Firewall is system that protects a private network from internet by filtering
the incoming and outgoing messages based on security mechanism as set by
administrator. The firewall can be a software application or it
can be in the form of a hardware device.
Hardware
Firewall
It is a hardware
device that is placed between internet and intranet (LAN). It is a standalone
device that is configured to protect multiple systems in an organization. An
example of a simple hardware firewall is a broadband router and there are
professional high-cost hardware firewalls also called UTM (unified threat management)
that provides a single management console to monitor various security related
applications. UTM firewall provides intrusion protection, anti-virus,
anti-malware, spam, VPN and content filtering in a single console. Only IT
professionals can configure and manage these UTM firewalls
Software
Firewall
For
a home or small networks, you can use software firewalls which can be installed
on individual systems or a server. Software firewalls are easy to install and
update as compared to their hardware counterparts. Even if there is a hardware
firewall installed in your office, you must install a software firewall since a
hardware firewall works only in your office (LAN) and if you are traveling or
working outside your office, it is the software firewall that will provide
protection to your system from external threats.
A
basic software firewall is available free with windows operating system but you
can also buy advanced software firewalls like McAfee, Norton Internet security,
Bitdefender internet security or Kaspersky internet security.
Types of
Firewall
Packet filtering firewalls
This
firewall doesn't route packets, but instead compares each packet received to a
set of established criteria -- such as the allowed IP addresses, packet type,
port number, etc. Packets that are flagged as troublesome are, generally
speaking, unceremoniously dropped -- that is, they are not forwarded and, thus,
cease to exist. This, the original type of firewall, operates inline at
junction points where devices such as routers and switches do their work.
Circuit-level gateways
Using
another relatively quick way to identify malicious content, these devices monitor
the TCP handshakes across the network as they are established between the local
and remote hosts to determine whether the session being initiated is legitimate
-- whether the remote system is considered trusted. They don't inspect the
packets themselves, however.
Stateful inspection firewalls
State-aware
devices, on the other hand, not only examine each packet, but also keep track
of whether or not that packet is part of an established TCP session. This
offers more security than either packet filtering or circuit monitoring alone,
but exacts a greater toll on network performance.
A
further variant of stateful inspection is the multilayer inspection firewall,
which considers the flow of transactions in process across multiple layers of
the ISO Open Systems Interconnection seven-layer model.

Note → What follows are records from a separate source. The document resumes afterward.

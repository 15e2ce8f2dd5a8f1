use dirs::home_dir;
use serde::{Deserialize, Serialize};
use std::collections::BTreeMap;
use std::env;
use std::fs;
#[cfg(unix)]
use std::os::unix::ffi::OsStrExt;
use std::path::{Path, PathBuf};
use std::time::{Duration, SystemTime, UNIX_EPOCH};

use crate::error::TetherError;

pub const DEFAULT_CONFIG_YAML: &str = include_str!("../config/default.yaml");
#[cfg(unix)]
const UNIX_SOCKET_PATH_LIMIT_BYTES: usize = 100;

#[derive(Debug, Deserialize, Serialize, Clone)]
#[serde(default, deny_unknown_fields)]
pub struct Config {
    pub version: u32,
    pub daemon: DaemonConfig,
    pub connector: ConnectorConfig,
    pub timeouts: Timeouts,
    pub mount: MountConfig,
    pub intercept: InterceptConfig,
    pub cluster: ClusterConfig,
}

#[derive(Debug, Deserialize, Serialize, Clone)]
#[serde(default, deny_unknown_fields)]
pub struct DaemonConfig {
    pub executable: String,
    pub socket_path: String,
    pub elevate: bool,
}

#[derive(Debug, Deserialize, Serialize, Clone)]
#[serde(default, deny_unknown_fields)]
pub struct ConnectorConfig {
    pub executable: String,
    pub socket_path: String,
}

#[derive(Debug, Deserialize, Serialize, Clone)]
#[serde(default, deny_unknown_fields)]
pub struct Timeouts {
    pub socket_wait_ms: u64,
    pub poll_interval_ms: u64,
    pub quit_wait_ms: u64,
    pub network_ready_attempts: u32,
    pub network_ready_interval_ms: u64,
}

#[derive(Debug, Deserialize, Serialize, Clone)]
#[serde(default, deny_unknown_fields)]
pub struct MountConfig {
    pub helper: String,
}

#[derive(Debug, Deserialize, Serialize, Clone)]
#[serde(default, deny_unknown_fields)]
pub struct InterceptConfig {
    pub default_port: String,
    pub agent_image: String,
}

#[derive(Debug, Deserialize, Serialize, Clone, Default)]
#[serde(default, deny_unknown_fields)]
pub struct ClusterConfig {
    pub context: String,
    pub namespace: String,
    pub kubeconfig: String,
    pub mapped_namespaces: Vec<String>,
}

impl Default for Config {
    fn default() -> Self {
        Self {
            version: 1,
            daemon: DaemonConfig::default(),
            connector: ConnectorConfig::default(),
            timeouts: Timeouts::default(),
            mount: MountConfig::default(),
            intercept: InterceptConfig::default(),
            cluster: ClusterConfig::default(),
        }
    }
}

impl Default for DaemonConfig {
    fn default() -> Self {
        Self {
            executable: "tether-daemon".to_string(),
            socket_path: "/var/run/tether-daemon.socket".to_string(),
            elevate: true,
        }
    }
}

impl Default for ConnectorConfig {
    fn default() -> Self {
        Self {
            executable: "tether-connector".to_string(),
            socket_path: String::new(),
        }
    }
}

impl Default for Timeouts {
    fn default() -> Self {
        Self {
            socket_wait_ms: 10_000,
            poll_interval_ms: 100,
            quit_wait_ms: 5_000,
            network_ready_attempts: 40,
            network_ready_interval_ms: 250,
        }
    }
}

impl Default for MountConfig {
    fn default() -> Self {
        Self {
            helper: "sshfs".to_string(),
        }
    }
}

impl Default for InterceptConfig {
    fn default() -> Self {
        Self {
            default_port: "8080".to_string(),
            agent_image: "tether/agent:latest".to_string(),
        }
    }
}

impl Timeouts {
    pub fn poll_interval(&self) -> Duration {
        Duration::from_millis(self.poll_interval_ms)
    }

    pub fn socket_wait_attempts(&self) -> u32 {
        attempts_for(self.socket_wait_ms, self.poll_interval_ms)
    }

    pub fn quit_wait_attempts(&self) -> u32 {
        attempts_for(self.quit_wait_ms, self.poll_interval_ms)
    }

    pub fn network_ready_interval(&self) -> Duration {
        Duration::from_millis(self.network_ready_interval_ms)
    }
}

fn attempts_for(total_ms: u64, interval_ms: u64) -> u32 {
    let interval_ms = interval_ms.max(1);
    u32::try_from(total_ms.div_ceil(interval_ms))
        .unwrap_or(u32::MAX)
        .max(1)
}

/// Cluster selection flags, merged from the config file and the command line.
#[derive(Debug, Clone, Default, PartialEq, Eq)]
pub struct KubeFlags {
    pub context: Option<String>,
    pub namespace: Option<String>,
    pub kubeconfig: Option<String>,
    pub mapped_namespaces: Vec<String>,
}

impl KubeFlags {
    pub fn from_config(cfg: &ClusterConfig) -> Self {
        let non_empty = |value: &str| {
            let trimmed = value.trim();
            (!trimmed.is_empty()).then(|| trimmed.to_string())
        };
        Self {
            context: non_empty(&cfg.context),
            namespace: non_empty(&cfg.namespace),
            kubeconfig: non_empty(&cfg.kubeconfig).map(|path| expand_path(&path)),
            mapped_namespaces: cfg.mapped_namespaces.clone(),
        }
    }

    /// Command-line values win over configured ones.
    pub fn merged(mut self, overrides: KubeFlags) -> Self {
        if overrides.context.is_some() {
            self.context = overrides.context;
        }
        if overrides.namespace.is_some() {
            self.namespace = overrides.namespace;
        }
        if overrides.kubeconfig.is_some() {
            self.kubeconfig = overrides.kubeconfig;
        }
        if !overrides.mapped_namespaces.is_empty() {
            self.mapped_namespaces = overrides.mapped_namespaces;
        }
        self
    }

    pub fn to_map(&self) -> BTreeMap<String, String> {
        let mut flags = BTreeMap::new();
        if let Some(context) = &self.context {
            flags.insert("context".to_string(), context.clone());
        }
        if let Some(namespace) = &self.namespace {
            flags.insert("namespace".to_string(), namespace.clone());
        }
        if let Some(kubeconfig) = &self.kubeconfig {
            flags.insert("kubeconfig".to_string(), kubeconfig.clone());
        }
        flags
    }
}

pub fn default_config_dir() -> PathBuf {
    if let Ok(path) = env::var("TETHER_CONFIG_DIR") {
        return PathBuf::from(path);
    }
    let mut base = home_dir().unwrap_or_else(|| PathBuf::from("."));
    base.push(".config");
    base.push("tether");
    base
}

pub fn resolve_config_path(override_path: Option<&PathBuf>) -> PathBuf {
    if let Some(path) = override_path {
        return path.clone();
    }
    if let Ok(path) = env::var("TETHER_CONFIG") {
        return PathBuf::from(path);
    }
    default_config_dir().join("config.yaml")
}

pub fn read_config_from_str(content: &str) -> Result<Config, TetherError> {
    let cfg: Config = serde_yaml::from_str(content)?;
    if cfg.version != 1 {
        return Err(TetherError::Config(format!(
            "unsupported config version {}",
            cfg.version
        )));
    }
    validate_config(&cfg)?;
    Ok(cfg)
}

pub fn read_config(path: &Path) -> Result<Config, TetherError> {
    let content = fs::read_to_string(path)?;
    read_config_from_str(&content)
}

/// Missing config files mean defaults.
pub fn load_config(path: &Path) -> Result<Config, TetherError> {
    if !path.exists() {
        return Ok(Config::default());
    }
    read_config(path)
}

pub fn validate_config(cfg: &Config) -> Result<(), TetherError> {
    if cfg.daemon.executable.trim().is_empty() {
        return Err(TetherError::Config(
            "daemon.executable must be non-empty".to_string(),
        ));
    }
    if cfg.connector.executable.trim().is_empty() {
        return Err(TetherError::Config(
            "connector.executable must be non-empty".to_string(),
        ));
    }
    if cfg.daemon.socket_path.trim().is_empty() {
        return Err(TetherError::Config(
            "daemon.socket_path must be non-empty".to_string(),
        ));
    }
    for (field, value) in [
        ("timeouts.socket_wait_ms", cfg.timeouts.socket_wait_ms),
        ("timeouts.poll_interval_ms", cfg.timeouts.poll_interval_ms),
        ("timeouts.quit_wait_ms", cfg.timeouts.quit_wait_ms),
        (
            "timeouts.network_ready_interval_ms",
            cfg.timeouts.network_ready_interval_ms,
        ),
    ] {
        if value == 0 {
            return Err(TetherError::Config(format!(
                "{field} must be greater than 0"
            )));
        }
    }
    if cfg.timeouts.network_ready_attempts == 0 {
        return Err(TetherError::Config(
            "timeouts.network_ready_attempts must be greater than 0".to_string(),
        ));
    }
    if cfg.mount.helper.trim().is_empty() {
        return Err(TetherError::Config(
            "mount.helper must be non-empty".to_string(),
        ));
    }
    if cfg.intercept.agent_image.trim().is_empty() {
        return Err(TetherError::Config(
            "intercept.agent_image must be non-empty".to_string(),
        ));
    }
    #[cfg(unix)]
    {
        for (field, configured) in [
            ("daemon.socket_path", cfg.daemon.socket_path.trim()),
            ("connector.socket_path", cfg.connector.socket_path.trim()),
        ] {
            if configured.is_empty() {
                continue;
            }
            let expanded = PathBuf::from(expand_path(configured));
            if unix_socket_path_too_long(&expanded) {
                return Err(TetherError::Config(format!(
                    "{field} is too long for unix sockets ({} bytes); set a shorter path",
                    expanded.as_os_str().as_bytes().len()
                )));
            }
        }
    }
    Ok(())
}

pub fn expand_path(input: &str) -> String {
    if let Some(stripped) = input.strip_prefix("~/") {
        if let Some(home) = home_dir() {
            return home.join(stripped).to_string_lossy().to_string();
        }
    }
    input.to_string()
}

#[cfg(unix)]
fn unix_socket_path_too_long(path: &Path) -> bool {
    path.as_os_str().as_bytes().len() >= UNIX_SOCKET_PATH_LIMIT_BYTES
}

pub fn daemon_socket_path(cfg: &Config) -> PathBuf {
    PathBuf::from(expand_path(cfg.daemon.socket_path.trim()))
}

/// The connector runs as the invoking user, so its socket lives in a per-user
/// directory unless configured otherwise.
pub fn connector_socket_path(cfg: &Config, config_dir: &Path) -> PathBuf {
    let configured = cfg.connector.socket_path.trim();
    if !configured.is_empty() {
        return PathBuf::from(expand_path(configured));
    }
    let preferred = dirs::runtime_dir()
        .unwrap_or_else(|| config_dir.to_path_buf())
        .join("tether-connector.socket");
    #[cfg(unix)]
    {
        if unix_socket_path_too_long(&preferred) {
            return env::temp_dir().join(format!("tether-connector-{}.socket", current_uid()));
        }
    }
    preferred
}

#[cfg(unix)]
fn current_uid() -> u32 {
    unsafe { libc::getuid() }
}

pub fn ingress_cache_path() -> PathBuf {
    if let Ok(path) = env::var("TETHER_CACHE_DIR") {
        return PathBuf::from(path).join("ingress.json");
    }
    dirs::cache_dir()
        .unwrap_or_else(default_config_dir)
        .join("tether")
        .join("ingress.json")
}

pub fn ensure_parent(path: &Path) -> Result<(), TetherError> {
    if let Some(parent) = path.parent() {
        fs::create_dir_all(parent)?;
    }
    Ok(())
}

/// Replace `path` in one step so readers never observe a partial write.
pub fn write_atomic_text_file(
    path: &Path,
    content: &str,
    mode: Option<u32>,
) -> Result<(), TetherError> {
    ensure_parent(path)?;
    let parent = path.parent().unwrap_or_else(|| Path::new("."));
    let pid = std::process::id();
    let ts = SystemTime::now()
        .duration_since(UNIX_EPOCH)
        .unwrap_or_default()
        .as_millis();
    let tmp_path = parent.join(format!(
        ".{}.tmp.{}.{}",
        path.file_name()
            .map(|s| s.to_string_lossy().to_string())
            .unwrap_or_else(|| "tether".to_string()),
        pid,
        ts
    ));

    fs::write(&tmp_path, content)?;
    #[cfg(unix)]
    if let Some(mode) = mode {
        use std::os::unix::fs::PermissionsExt;
        fs::set_permissions(&tmp_path, fs::Permissions::from_mode(mode))?;
    }
    #[cfg(not(unix))]
    let _ = mode;
    fs::rename(&tmp_path, path)?;
    Ok(())
}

Application-level gateways
This
kind of device, technically a proxy, and sometimes referred to as a proxy
firewall, combines some of the attributes of packet filtering firewalls with
those of circuit-level gateways. They filter packets not only according to
the service for which they are intended -- as specified by the destination port
-- but also by certain other characteristics, such as the HTTP request string.
While
gateways that filter at the application layer provide considerable data
security, they can dramatically affect network performance.